Come i vecchi di Patù: anche loro raccontano di “pellegrini” che da tutta la Provincia si recavano alla Centopietre nel tentativo di trovare requie a mal di testa e cefalee. Sedevano in un angolo e stavano là una, due ore. Poi si alzavano e se ne andavano rinfrancati.
Anche nei racconti dei vecchi di Otranto e in tutto l’entroterra idruntino c’è traccia di quel che avveniva nello splendido ipogeo oggi incluso nell’azienda agrituristica di “Torre Pinta”, sulla suggestiva collina che domina il porto. La gente che, afflitta da reumatismi, artriti, artrosi e quant’altro, nell’antichità vi si recava, si stendeva sulle pietre e ne usciva, se non guarita, almeno sollevata.

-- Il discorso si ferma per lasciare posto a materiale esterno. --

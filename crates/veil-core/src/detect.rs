//! Periodic auto-hide scan.
//!
//! Each cycle runs two passes in a fixed order: detect-new hides every
//! enumerated window whose title is on the target list and not yet
//! hidden, then reap-dead drops hidden entries whose handles have died.
//! A user closing a hidden window is a normal outcome, so reaping is
//! never reported as a failure.

use crate::desktop::Desktop;
use crate::engine::Engine;
use crate::error::VeilError;
use crate::store::{HiddenEntry, HideOrigin, VisibilityStore};
use crate::window::WindowRef;

/// Exact-title matching criteria for auto-hide.
#[derive(Debug, Clone, Default)]
pub struct AutoHidePolicy {
    targets: Vec<String>,
}

/// Outcome of one scan cycle.
#[derive(Debug, Default)]
pub struct ScanReport {
    pub hidden: Vec<WindowRef>,
    pub failed: Vec<crate::report::WindowFailure>,
    pub reaped: Vec<HiddenEntry>,
}

impl ScanReport {
    pub fn is_quiet(&self) -> bool {
        self.hidden.is_empty() && self.failed.is_empty() && self.reaped.is_empty()
    }
}

impl AutoHidePolicy {
    pub fn new(targets: Vec<String>) -> Self {
        Self { targets }
    }

    pub fn targets(&self) -> &[String] {
        &self.targets
    }

    pub fn matches(&self, title: &str) -> bool {
        self.targets.iter().any(|t| t == title)
    }

    /// Runs detect-new over `windows`, then reap-dead over `store`.
    pub fn scan<D: Desktop>(
        &self,
        windows: &[WindowRef],
        engine: &Engine<'_, D>,
        store: &mut VisibilityStore,
    ) -> ScanReport {
        let mut report = ScanReport::default();
        self.detect_new(windows, engine, store, &mut report);
        reap_dead(engine.desktop(), store, &mut report);
        report
    }

    fn detect_new<D: Desktop>(
        &self,
        windows: &[WindowRef],
        engine: &Engine<'_, D>,
        store: &mut VisibilityStore,
        report: &mut ScanReport,
    ) {
        for window in windows {
            if !self.matches(&window.title)
                || store.contains(&window.title)
                || engine.is_self(window)
            {
                continue;
            }

            match engine.hide(store, window, HideOrigin::Auto) {
                Ok(_) => report.hidden.push(window.clone()),
                Err(VeilError::Persistence(e)) => {
                    // Hidden and recorded in memory; only the save failed.
                    crate::log_error!("Auto-hid {window} but could not save the hidden set: {e}");
                    report.hidden.push(window.clone());
                }
                Err(error) => {
                    crate::log_warn!("Auto-hide of {window} failed: {error}");
                    report.failed.push(crate::report::WindowFailure {
                        window: window.clone(),
                        error,
                    });
                }
            }
        }
    }
}

/// Drops every hidden entry whose handle is no longer live.
///
/// Repeated passes are idempotent: an entry is removed at most once.
pub fn reap_dead<D: Desktop>(desktop: &D, store: &mut VisibilityStore, report: &mut ScanReport) {
    for entry in store.snapshot() {
        if desktop.is_live(entry.window.handle) {
            continue;
        }
        match store.forget_id(entry.id) {
            Ok(Some(removed)) => {
                crate::log_info!("Hidden window {} closed, removed {}", removed.window, removed.id);
                report.reaped.push(removed);
            }
            Ok(None) => {}
            Err(e) => {
                // The in-memory removal already happened.
                crate::log_error!("Failed to persist removal of {}: {e}", entry.id);
                report.reaped.push(entry);
            }
        }
    }
}

#[cfg(test)]
mod tests {
    use super::*;
    use crate::error::OsOp;
    use crate::testing::{FakeDesktop, unwritable_file};
    use crate::window::Handle;

    const SELF: &str = "Manager";

    #[test]
    fn scan_hides_only_target_titles() {
        // Arrange
        let desktop = FakeDesktop::new();
        desktop.add(1, "Notepad");
        desktop.add(2, "Calculator");
        let engine = Engine::new(&desktop, SELF);
        let policy = AutoHidePolicy::new(vec!["Notepad".into()]);
        let mut store = VisibilityStore::in_memory();
        let windows = desktop.visible_windows();

        // Act
        let report = policy.scan(&windows, &engine, &mut store);

        // Assert
        assert_eq!(store.len(), 1);
        assert_eq!(store.get("Notepad").unwrap().window.handle, Handle(1));
        assert_eq!(store.get("Notepad").unwrap().origin, HideOrigin::Auto);
        assert_eq!(desktop.calls(), vec![(OsOp::Hide, Handle(1))]);
        assert_eq!(report.hidden.len(), 1);
    }

    #[test]
    fn scan_skips_titles_already_hidden() {
        // Arrange
        let desktop = FakeDesktop::new();
        desktop.add(1, "Notepad");
        let engine = Engine::new(&desktop, SELF);
        let policy = AutoHidePolicy::new(vec!["Notepad".into()]);
        let mut store = VisibilityStore::in_memory();
        store
            .record(WindowRef::new(Handle(9), "Notepad"), HideOrigin::Manual)
            .unwrap();
        desktop.add_hidden(9, "Notepad");
        let windows = desktop.visible_windows();

        // Act
        let report = policy.scan(&windows, &engine, &mut store);

        // Assert
        assert!(report.hidden.is_empty());
        assert!(desktop.calls().is_empty());
    }

    #[test]
    fn scan_never_hides_self_even_if_targeted() {
        // Arrange
        let desktop = FakeDesktop::new();
        desktop.add(1, SELF);
        let engine = Engine::new(&desktop, SELF);
        let policy = AutoHidePolicy::new(vec![SELF.into()]);
        let mut store = VisibilityStore::in_memory();
        let windows = desktop.visible_windows();

        // Act
        let report = policy.scan(&windows, &engine, &mut store);

        // Assert
        assert!(report.is_quiet());
        assert!(desktop.calls().is_empty());
    }

    #[test]
    fn failure_on_one_window_does_not_stop_the_scan() {
        // Arrange
        let desktop = FakeDesktop::new();
        desktop.add(1, "Notepad");
        desktop.add(2, "Calculator");
        desktop.fail_on(1);
        let engine = Engine::new(&desktop, SELF);
        let policy = AutoHidePolicy::new(vec!["Notepad".into(), "Calculator".into()]);
        let mut store = VisibilityStore::in_memory();
        let windows = desktop.visible_windows();

        // Act
        let report = policy.scan(&windows, &engine, &mut store);

        // Assert
        assert_eq!(report.failed.len(), 1);
        assert_eq!(report.failed[0].window.handle, Handle(1));
        assert_eq!(report.hidden.len(), 1);
        assert!(store.contains("Calculator"));
        assert!(!store.contains("Notepad"));
    }

    #[test]
    fn reap_removes_dead_entry_exactly_once() {
        // Arrange
        let desktop = FakeDesktop::new();
        desktop.add(1, "Notepad");
        let engine = Engine::new(&desktop, SELF);
        let policy = AutoHidePolicy::new(vec!["Notepad".into()]);
        let mut store = VisibilityStore::in_memory();
        policy.scan(&desktop.visible_windows(), &engine, &mut store);
        desktop.close(1);

        // Act
        let first = policy.scan(&desktop.visible_windows(), &engine, &mut store);
        let second = policy.scan(&desktop.visible_windows(), &engine, &mut store);

        // Assert
        assert_eq!(first.reaped.len(), 1);
        assert!(first.failed.is_empty());
        assert!(second.reaped.is_empty());
        assert!(store.is_empty());
    }

    #[test]
    fn reap_keeps_live_hidden_entries() {
        // Arrange
        let desktop = FakeDesktop::new();
        desktop.add_hidden(1, "Notepad");
        let mut store = VisibilityStore::in_memory();
        store
            .record(WindowRef::new(Handle(1), "Notepad"), HideOrigin::Manual)
            .unwrap();
        let mut report = ScanReport::default();

        // Act
        reap_dead(&desktop, &mut store, &mut report);

        // Assert
        assert!(report.reaped.is_empty());
        assert_eq!(store.len(), 1);
    }

    #[test]
    fn unsaved_auto_hide_still_counts_as_hidden() {
        // Arrange
        let dir = tempfile::tempdir().unwrap();
        let desktop = FakeDesktop::new();
        desktop.add(1, "Notepad");
        let engine = Engine::new(&desktop, SELF);
        let policy = AutoHidePolicy::new(vec!["Notepad".into()]);
        let (mut store, _) = VisibilityStore::open(unwritable_file(dir.path()), &desktop);
        let windows = desktop.visible_windows();

        // Act
        let report = policy.scan(&windows, &engine, &mut store);

        // Assert
        assert_eq!(report.hidden, vec![WindowRef::new(Handle(1), "Notepad")]);
        assert!(report.failed.is_empty());
        assert!(store.contains("Notepad"));
    }
}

La credenza sopravvive anche oggi, Terzo Millennio: in un pomeriggio d’agosto, a Torre Pinta abbiamo trovato – è stato l’input per questo articolo – una signora 40enne di Bologna, affetta dalla cervicale, e un uomo più o meno della stessa età venuto dalla Sicilia steso sulle pietre. E successivamente una coppia: lei di Pisa, lui siciliano, entrambi con forti dolori alle ossa. La medicina del passato, dove prevaleva la suggestione – ma quella di oggi non è da meno, tra agopuntura e omeopatia – riemerge come un iceberg per dare sollievo a patologie da sempre esistenti. Posto che ci si accosti con animo sgombro dallo scetticismo, disposti a “credere” nei suoi benefici effetti. Solo con tale predisposizione d’animo si può avvertire, se non l’eliminazione ex abrupto della patologia, quanto meno un senso di liberazione e di sollievo.
La componente psicologica e psicosomatica di una malattia, lo dicono da sempre gli studiosi, è rilevante e se la mente è “predisposta” a guarire, trasmettendo l’input al corpo, questo non può non ascoltarla donando, se non la guarigione, almeno un senso di benssere. In fondo l’essere umano e la sua energia interagiscono con quella dell’Universo, degli altri, gli animali, le piante, le pietre in un’empatia ricca di terminazioni nervose quanto di contaminazioni carsiche e di superficie, inafferrabili, inspiegabili e forse proprio per questo efficaci. E comunque, tentare di afferrare il mistero dell’Universo e dell’uomo, con un parametro razionale, è un atto d’arroganza e di superbia di cui forse alla fine è proprio l’uomo a pagare i costi in termini di un inaridimento interiore che, in chiave psicosomatica, spesso è alla base di molte malattie, di ieri e oggi.